Said Ronaldus Magnus, "Society has always regarded marital love as a sacred expression of the bond between a man and a woman. It is the means by which families are created and society itself is extended into the future. ... We will resist the efforts of some to obtain government endorsement of homosexuality" (emphasis added).

If we apply Reagan's determined counsel to critical contemporary issues, complete clarity emerges regarding the position that Reagan Republicans ought to take:

  • Homosexuals in the military: Nope. Allowing open homosexuals to serve in the military — and running people out of the military who don't approve — is an extremely powerful "government endorsement of homosexuality."

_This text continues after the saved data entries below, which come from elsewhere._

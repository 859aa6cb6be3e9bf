use thiserror::Error;

use super::classify::Classification;
use super::raster::Color;

/// Reason why a raster couldn't be created.
#[derive(Debug, Error)]
pub enum RasterError {
	/// The side length is not a power of two.
	#[error("raster side {0} is not a power of two")]
	NonPowerOfTwo(u32),
	/// The cell count does not fit in memory addressing.
	#[error("raster side {0} is too large")]
	TooLarge(u32),
}

/// Reason why a raster couldn't be turned into a quadtree.
#[derive(Debug, Error)]
pub enum BuildError {
	/// Every cell has the same color, so there is nothing to subdivide.
	#[error("raster is uniformly {0:?}")]
	Uniform(Color),
}

/// Reason why a node couldn't be expanded.
#[derive(Debug, Error)]
pub enum ExpandError {
	/// Only mixed nodes have quadrants worth visiting.
	#[error("cannot expand a node classified {0:?}")]
	NotMixed(Classification),
}

/// Reason why discovery records couldn't be turned back into a raster.
#[derive(Debug, Error)]
pub enum ReconstructError {
	#[error(transparent)]
	Raster(#[from] RasterError),
	/// A record covers cells outside the raster.
	#[error("region at ({x},{y}) of width {width} lies outside the raster")]
	OutOfBounds { x: i32, y: i32, width: u32 },
}

/// Reason why a quadtree couldn't be rendered to an image buffer.
#[derive(Debug, Error)]
pub enum DrawError {
	/// The image buffer's dimensions are not equal; the image is not a square.
	#[error("image is not square")]
	NonSquare,
	/// The image buffer's dimensions are not powers of two.
	#[error("image side is not a power of two")]
	NonPowerOfTwo,
	/// The image has fewer pixels per side than the tree has leaves.
	#[error("image side {side} is smaller than the tree resolution {resolution}")]
	TooSmall { side: u32, resolution: u32 },
	/// Scaling the raster would give an image too wide to allocate.
	#[error("a raster of side {side} scaled by {scale} is too large")]
	TooLarge { side: u32, scale: u32 },
}

/// Reason why a quadtree couldn't be encoded.
#[derive(Debug, Error)]
pub enum EncodeError {
	#[error("raster side {0} is not a power of two")]
	NonPowerOfTwo(u32),
	/// The tree subdivides further than a raster of this side allows.
	#[error("raster side {side} is smaller than the tree resolution {resolution}")]
	SideTooSmall { side: u32, resolution: u32 },
}

/// Reason why a quadtree encoding couldn't be decoded.
#[derive(Debug, Error)]
pub enum DecodeError {
	/// A node was expected but the data ran out.
	#[error("encoded tree ended early")]
	InsufficientData,
	/// There was no valid QTB file header.
	#[error("missing QTB header")]
	MissingHeader,
	#[error("unsupported QTB version {0}")]
	UnsupportedVersion(u8),
	/// The header's size exponent is too large to describe a raster.
	#[error("invalid raster size exponent {0}")]
	InvalidSize(u8),
	/// A branch was found where only single cells fit.
	#[error("tree subdivides below single cells")]
	TooDeep,
}

/// Reason why a text image description was rejected.
#[derive(Debug, Error)]
pub enum InputError {
	#[error("could not read input: {0}")]
	Io(#[from] std::io::Error),
	#[error(transparent)]
	Raster(#[from] RasterError),
	#[error("input is empty")]
	Empty,
	#[error("first line does not hold the image width")]
	MissingWidth,
	#[error("image width {0} is not a power of 2")]
	NotPowerOfTwo(u64),
	#[error("image width {width} is less than the minimum {min}")]
	TooSmall { width: u64, min: u32 },
	#[error("image width {width} is more than the maximum {max}")]
	TooLarge { width: u64, max: u32 },
	#[error("second line does not hold the number of black pixels")]
	MissingCount,
	#[error("{count} black pixels do not fit in {total} pixels")]
	TooManyBlack { count: u64, total: u64 },
	#[error("the image is only black pixels")]
	AllBlack,
	#[error("the image is only white pixels")]
	AllWhite,
	/// A coordinate line did not hold exactly two numbers.
	#[error("line {line} is not a coordinate pair")]
	MalformedLine { line: usize },
	#[error("coordinate ({x},{y}) is outside of the bounds of the image width {width}")]
	OutOfBounds { x: u64, y: u64, width: u32 },
	#[error("{declared} black pixels declared but {counted} coordinates given")]
	CountMismatch { declared: u64, counted: u64 },
}
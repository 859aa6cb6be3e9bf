use quadtree_bitmap::error::InputError;
use quadtree_bitmap::{input, Quadtree, Raster};

use tracing::info;
use tracing_subscriber::EnvFilter;

use std::fs::File;

use std::io::{Read, Write};

/// Helper function for `main`.
fn error_exit(msg: &str, code: i32) -> ! {
	eprintln!("{}", msg);
	std::process::exit(code)
}

/// `clap`-based CLI for listing the black regions of an image.
///
/// May exit process with status code if there are errors:
///
/// 1: `clap` error
///
/// 2: invalid arguments
///
/// 3: file I/O issues
///
/// 4: invalid image data
///
/// 10: other, potentially unknown error
fn main() {
	tracing_subscriber::fmt()
		.with_env_filter(EnvFilter::from_default_env())
		.with_writer(std::io::stderr)
		.init();

	let clap_matches = clap::App::new("quadtree_bitmap")
		.version(env!("CARGO_PKG_VERSION"))
		.about("Decomposes a black and white image into a region quadtree and lists its black regions.")
		.arg_from_usage("-d, --decode 'Read INPUT as a QTB file instead of a text image description'")
		.arg_from_usage("-p, --png=[PATH] 'Write the image rebuilt from the black regions as a PNG'")
		.arg_from_usage("-s, --scale=[N] 'PNG pixels per image cell (--png only); must be a power of two; defaults to 8'")
		.arg_from_usage("-e, --encode=[PATH] 'Write the quadtree as a QTB file'")
		.arg_from_usage("-q, --quiet 'Do not list the black regions'")
		.arg_from_usage("<INPUT> 'Path to input file'")
		.get_matches();

	let input_path = match clap_matches.value_of("INPUT") {
		Some(p) => p,
		None => error_exit("No input file given", 2),
	};
	let scale = match clap_matches.value_of("scale").unwrap_or("8").parse::<u32>() {
		Ok(n) if n.is_power_of_two() => n,
		Ok(_) => error_exit("Scale must be a power of two", 2),
		Err(_) => error_exit("Non-numeric value for scale", 2),
	};

	let (tree, found, side) = if clap_matches.is_present("decode") {
		let mut source_data = Vec::new();
		let mut source_fh = match File::open(input_path) {
			Ok(f) => f,
			Err(_) => error_exit("File not found or could not be read", 3),
		};
		if source_fh.read_to_end(&mut source_data).is_err() {
			error_exit("Could not read from input file", 3)
		}
		let (tree, side) = match Quadtree::from_qtb(&source_data) {
			Ok(t) => t,
			Err(e) => error_exit(&format!("Invalid QTB data: {}", e), 4),
		};
		let found = tree.discoveries(side);
		(tree, found, side)
	} else {
		let raster = match input::read_file(input_path) {
			Ok(r) => r,
			Err(InputError::Io(_)) => error_exit("File not found or could not be read", 3),
			Err(e) => error_exit(&format!("{}. Program exit", e), 4),
		};
		let side = raster.side();
		let (tree, found) = match Quadtree::from_raster(raster) {
			Ok(t) => t,
			Err(e) => error_exit(&e.to_string(), 4),
		};
		(tree, found, side)
	};
	info!(
		side,
		regions = found.len(),
		leaves = tree.leaf_count(),
		black_cells = tree.black_area(side),
		"decomposed image"
	);

	if !clap_matches.is_present("quiet") {
		let stdout = std::io::stdout();
		let mut out = stdout.lock();
		for d in &found {
			if writeln!(out, "{}", d).is_err() {
				error_exit("Could not write to standard output", 3)
			}
		}
	}

	if let Some(path) = clap_matches.value_of("png") {
		let rebuilt = match Raster::from_discoveries(side, &found) {
			Ok(r) => r,
			Err(e) => error_exit(&e.to_string(), 4),
		};
		let img = match rebuilt.to_image(scale) {
			Ok(i) => i,
			Err(e) => error_exit(&e.to_string(), 2),
		};
		if img.save(path).is_err() {
			error_exit("Could not save output", 3)
		}
	}

	if let Some(path) = clap_matches.value_of("encode") {
		let qtb_data = match tree.to_qtb(side) {
			Ok(d) => d,
			Err(e) => error_exit(&e.to_string(), 10),
		};
		let mut out_fh = match File::create(path) {
			Ok(f) => f,
			Err(_) => error_exit("Could not open output file", 3),
		};
		if out_fh.write_all(&qtb_data).is_err() {
			error_exit("Could not write to output file", 3)
		}
	}
}
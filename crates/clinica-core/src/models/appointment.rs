//! Appointment models.

use serde::{Deserialize, Serialize};

/// A stored appointment.
///
/// `date` is a sortable text value (`YYYY-MM-DD` or `YYYY-MM-DD HH:MM`).
/// The store orders and range-filters these lexically, so values must be
/// zero-padded; a bare month "9" would sort after "10".
#[derive(Debug, Clone, Serialize, Deserialize, PartialEq)]
pub struct Appointment {
    pub id: i64,
    /// Owning patient; deleting the patient deletes the appointment
    pub patient_id: i64,
    pub date: String,
    pub notes: Option<String>,
    pub treatment: Option<String>,
}

/// Fields for an appointment that has not been stored yet.
#[derive(Debug, Clone, Serialize, Deserialize, PartialEq)]
pub struct NewAppointment {
    pub patient_id: i64,
    pub date: String,
    pub notes: Option<String>,
    pub treatment: Option<String>,
}

impl NewAppointment {
    /// Create an appointment for a patient on a given date.
    pub fn on(patient_id: i64, date: impl Into<String>) -> Self {
        Self {
            patient_id,
            date: date.into(),
            notes: None,
            treatment: None,
        }
    }

    pub fn with_treatment(mut self, treatment: impl Into<String>) -> Self {
        self.treatment = Some(treatment.into());
        self
    }
}

/// One row of the upcoming-appointments listing: the appointment joined to
/// its patient's name.
#[derive(Debug, Clone, Serialize, Deserialize, PartialEq)]
pub struct UpcomingAppointment {
    pub patient_name: String,
    pub date: String,
    pub treatment: Option<String>,
}
//! Domain models for the clinic record store.

mod appointment;
mod patient;
mod photo;
mod tag;

pub use appointment::*;
pub use patient::*;
pub use photo::*;
pub use tag::*;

  • Employment Non-Discrimination Act (ENDA): Nope. Giving homosexuals special privileges and protections in the workplace, based exclusively on the kind of aberrant sex in which they indulge, is a powerful "government endorsement of homosexuality."

  • Same-sex marriage: Nope. For the government to declare that couplings based on deviant sexual expression are the moral and legal equivalent of heterosexual marriage is a powerful "government endorsement of homosexuality."

  • Hate crimes laws: Nope. Giving greater legal protections to certain victims of crime just because they practice unusual and unacceptable sexual behaviors is a powerful "government endorsement of homosexuality." Plus, this violates the classic American standard of full equality under the law. Under hate crimes laws, practitioners of unnatural sexual conduct are more equal than people who are sexually normal.

Ann Coulter's latest column — perhaps written to do some advance damage control as she gives her "goddess of gayness" speech to HomoCon 2010 on Saturday — makes the point that comparisons between Barry Goldwater and Ronald Reagan are inapt for the simple reason that Goldwater was not a cultural conservative — on either abortion or marriage — and Reagan was.

Goldwater lost in a landslide in 1964; Reagan won back-to-back landslide victories in 1980 and 1984. Ann's point is that cultural conservatism works every time it is tried, and is fatal to Republicans every time it's not.

Says Coulter:

Yes, the man who called the Soviet Union an "Evil Empire," who wrote a book against abortion as a sitting president, and who said that our government's founding documents "speak of man being created, of a creator, that we are a nation under God" — that's the one Borger calls "the most secular president we've known in our lifetime."

By "most secular," I gather she means "most deeply religious."

Establishment Republicans are always telling Christian conservatives to put our issues aside because they're not popular — and then moderate Republicans go on to lose elections, while conservative Republicans win in landslides. (It's almost as if the voters couldn't care less who David Brooks thinks they should vote for!)

Bottom line: if there was ever an issue on which we needed Reagan Republicans, the homosexual agenda is it. And if there ever was a time when we needed Reagan Republicans, that time is now.

(Unless otherwise noted, the opinions expressed are the author's and do not necessarily reflect the views of the American Family Association or American Family Radio.)